I currently live in the uk with my partner and our 4 year old son. My partner suffers badly with SAD (seasonal affective disorder) and is miserable in the uk. He has always wanted to live in the USA as we holiday there each year but looking at their strict rules I don't think we will ever meet the criteria. The rising prices of flights etc means we can't holiday there any more than we already do either. 

So we are looking elsewhere. My partner has been on holiday to the canaries but not in the last 10 years, and I have never been. And obviously holidaying somewhere is nothing like living there. He is attracted to the Canaries due to all round temperate weather. If we were to move, I have absolutely no idea to even what island.
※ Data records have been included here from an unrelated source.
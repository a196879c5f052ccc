// Copyright (c) 2025 Kirky.X
//
// Licensed under the MIT License
// See LICENSE file in the project root for full license information.

use crate::domain::models::pagination::PageRequest;
use crate::domain::models::song::{FieldQuery, FullTextQuery, NewSong, Song};
use crate::domain::repositories::song_repository::SongRepository;
use crate::domain::repositories::RepositoryError;
use crate::infrastructure::database::entities::song;
use async_trait::async_trait;
use sea_orm::sea_query::{Expr, Func, OnConflict};
use sea_orm::*;
use std::sync::Arc;

/// 单条 INSERT 语句写入的最大行数
const INSERT_CHUNK: usize = 1000;

/// 转义 LIKE 通配符并包装为子串匹配模式
fn like_pattern(fragment: &str) -> String {
    let mut escaped = String::with_capacity(fragment.len() + 2);
    escaped.push('%');
    for ch in fragment.chars() {
        if matches!(ch, '\\' | '%' | '_') {
            escaped.push('\\');
        }
        escaped.push(ch);
    }
    escaped.push('%');
    escaped
}

/// 原生 SQL 的 WHERE 子句与参数
/// 与 `song_search::normalize` 一致：小写，非字母数字字符折叠为单个空格
fn normalized_column(column: &str) -> String {
    format!(
        "btrim(regexp_replace(lower({}), '[^[:alnum:]_]+', ' ', 'g'))",
        column
    )
}

struct FullTextClause {
    sql: String,
    values: Vec<Value>,
}

impl FullTextClause {
    fn build(query: &FullTextQuery) -> Self {
        let mut values: Vec<Value> = Vec::new();
        let mut matches = Vec::with_capacity(query.tsqueries.len());
        for tsquery in &query.tsqueries {
            values.push(tsquery.clone().into());
            matches.push(format!(
                "search_vector @@ to_tsquery('english', ${})",
                values.len()
            ));
        }

        let mut sql = format!("({})", matches.join(" OR "));
        for (column, filter) in [("artist", &query.artist), ("title", &query.title)] {
            if let Some(fragment) = filter {
                values.push(like_pattern(fragment).into());
                sql.push_str(&format!(
                    " AND {} LIKE ${}",
                    normalized_column(column),
                    values.len()
                ));
            }
        }
        Self { sql, values }
    }
}

/// 歌曲库仓库实现
///
/// 全文检索依赖 `songdb.search_vector` 生成列，使用原生 SQL
#[derive(Clone)]
pub struct SongRepoImpl {
    db: Arc<DatabaseConnection>,
}

impl SongRepoImpl {
    pub fn new(db: Arc<DatabaseConnection>) -> Self {
        Self { db }
    }

    async fn count_raw(&self, sql: String, values: Vec<Value>) -> Result<u64, RepositoryError> {
        let row = self
            .db
            .query_one(Statement::from_sql_and_values(
                DbBackend::Postgres,
                sql,
                values,
            ))
            .await?;
        let count = match row {
            Some(row) => row.try_get::<i64>("", "count")?,
            None => 0,
        };
        Ok(u64::try_from(count).unwrap_or(0))
    }
}

#[async_trait]
impl SongRepository for SongRepoImpl {
    async fn find_by_id(&self, song_id: i32) -> Result<Option<Song>, RepositoryError> {
        let model = song::Entity::find_by_id(song_id)
            .one(self.db.as_ref())
            .await?;
        Ok(model.map(Into::into))
    }

    async fn search_full_text(
        &self,
        query: &FullTextQuery,
        page: PageRequest,
    ) -> Result<(Vec<Song>, u64), RepositoryError> {
        if query.tsqueries.is_empty() {
            return Ok((Vec::new(), 0));
        }
        let clause = FullTextClause::build(query);

        let total = self
            .count_raw(
                format!("SELECT COUNT(*) AS count FROM songdb WHERE {}", clause.sql),
                clause.values.clone(),
            )
            .await?;

        let mut values = clause.values;
        values.push(i64::try_from(page.limit()).unwrap_or(i64::MAX).into());
        let limit_idx = values.len();
        values.push(i64::try_from(page.offset()).unwrap_or(i64::MAX).into());
        let offset_idx = values.len();
        // $1 is always the first tsquery variant
        let sql = format!(
            "SELECT song_id, artist, title, combined FROM songdb WHERE {} \
             ORDER BY ts_rank(search_vector, to_tsquery('english', $1)) DESC, song_id ASC \
             LIMIT ${} OFFSET ${}",
            clause.sql, limit_idx, offset_idx
        );

        let models = song::Entity::find()
            .from_raw_sql(Statement::from_sql_and_values(
                DbBackend::Postgres,
                sql,
                values,
            ))
            .all(self.db.as_ref())
            .await?;
        Ok((models.into_iter().map(Into::into).collect(), total))
    }

    async fn search_by_fields(
        &self,
        query: &FieldQuery,
        page: PageRequest,
    ) -> Result<(Vec<Song>, u64), RepositoryError> {
        let mut select = song::Entity::find();
        if let Some(artist) = &query.artist {
            select = select.filter(
                Expr::expr(Func::lower(Expr::col(song::Column::Artist))).like(like_pattern(artist)),
            );
        }
        if let Some(title) = &query.title {
            select = select.filter(
                Expr::expr(Func::lower(Expr::col(song::Column::Title))).like(like_pattern(title)),
            );
        }

        let total = select.clone().count(self.db.as_ref()).await?;
        let models = select
            .order_by_asc(song::Column::Artist)
            .order_by_asc(song::Column::Title)
            .limit(page.limit())
            .offset(page.offset())
            .all(self.db.as_ref())
            .await?;
        Ok((models.into_iter().map(Into::into).collect(), total))
    }

    async fn list_artists(&self, page: PageRequest) -> Result<(Vec<String>, u64), RepositoryError> {
        let total = self
            .count_raw(
                "SELECT COUNT(DISTINCT artist) AS count FROM songdb".to_string(),
                Vec::new(),
            )
            .await?;

        let artists = song::Entity::find()
            .select_only()
            .column(song::Column::Artist)
            .distinct()
            .order_by_asc(song::Column::Artist)
            .limit(page.limit())
            .offset(page.offset())
            .into_tuple::<String>()
            .all(self.db.as_ref())
            .await?;
        Ok((artists, total))
    }

    async fn insert_ignoring_duplicates(&self, songs: &[NewSong]) -> Result<u64, RepositoryError> {
        let mut inserted = 0;
        for chunk in songs.chunks(INSERT_CHUNK) {
            let models = chunk.iter().map(|s| song::ActiveModel {
                artist: Set(s.artist.clone()),
                title: Set(s.title.clone()),
                combined: Set(s.combined.clone()),
                ..Default::default()
            });
            inserted += song::Entity::insert_many(models)
                .on_conflict(
                    OnConflict::column(song::Column::Combined)
                        .do_nothing()
                        .to_owned(),
                )
                .exec_without_returning(self.db.as_ref())
                .await?;
        }
        Ok(inserted)
    }

    async fn clear_all(&self) -> Result<u64, RepositoryError> {
        let result = song::Entity::delete_many()
            .exec(self.db.as_ref())
            .await?;
        Ok(result.rows_affected)
    }
}

impl From<song::Model> for Song {
    fn from(model: song::Model) -> Self {
        Self {
            song_id: model.song_id,
            artist: model.artist,
            title: model.title,
            combined: model.combined,
        }
    }
}

#[cfg(test)]
mod tests {
    use super::*;

    #[test]
    fn test_full_text_filters_compare_normalized_columns() {
        let clause = FullTextClause::build(&FullTextQuery {
            tsqueries: vec!["back:*".to_string()],
            artist: Some("ac dc".to_string()),
            title: None,
        });
        assert_eq!(
            clause.sql,
            "(search_vector @@ to_tsquery('english', $1)) AND \
             btrim(regexp_replace(lower(artist), '[^[:alnum:]_]+', ' ', 'g')) LIKE $2"
        );
        assert_eq!(clause.values.len(), 2);
    }

    #[test]
    fn test_like_pattern_escapes_wildcards() {
        assert_eq!(like_pattern("queen"), "%queen%");
        assert_eq!(like_pattern("100%_\\"), "%100\\%\\_\\\\%");
    }

    #[test]
    fn test_full_text_clause_numbers_placeholders() {
        let clause = FullTextClause::build(&FullTextQuery {
            tsqueries: vec!["fifty:* & cent:*".to_string(), "50:* & cent:*".to_string()],
            artist: Some("cent".to_string()),
            title: None,
        });

        assert_eq!(
            clause.sql,
            "(search_vector @@ to_tsquery('english', $1) OR \
             search_vector @@ to_tsquery('english', $2)) AND \
             btrim(regexp_replace(lower(artist), '[^[:alnum:]_]+', ' ', 'g')) LIKE $3"
        );
        assert_eq!(clause.values.len(), 3);
    }
}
Financially we are ok, but by no means well off. We own a house here and a flat that we let out. We have some savings too.

I work part time with what David Cameron calls 'troubled families' and the money isnt bad. I have a history of running parenting classes and working in childrens homes. If we moved I don't know whether there is much call for this kind of work.

My partner is almost qualified to be an electrician after being made redundant from a IT career, is hoping to set up a business selling lighting or his passion is property developing.

I have no idea where to start researching or if its even possible to move to the canaries from the uk.
If anyone has any advice about where to start or what order to research things in, it would be much appreciated.


----------



## bob_bob (Jan 5, 2011)

If you need to work then don't come. Your partner could not work as an Electrician and as for IT? we have a member or two here in the industry but at a guess your partner would need strong/fluent Spanish language skills.

For you to work in a children's home again, you would need relevant qualifications recognised over there and you'd need to be a fluent Spanish speaker. Unemployment is very high and naturally the locals will get first bite at any work on offer.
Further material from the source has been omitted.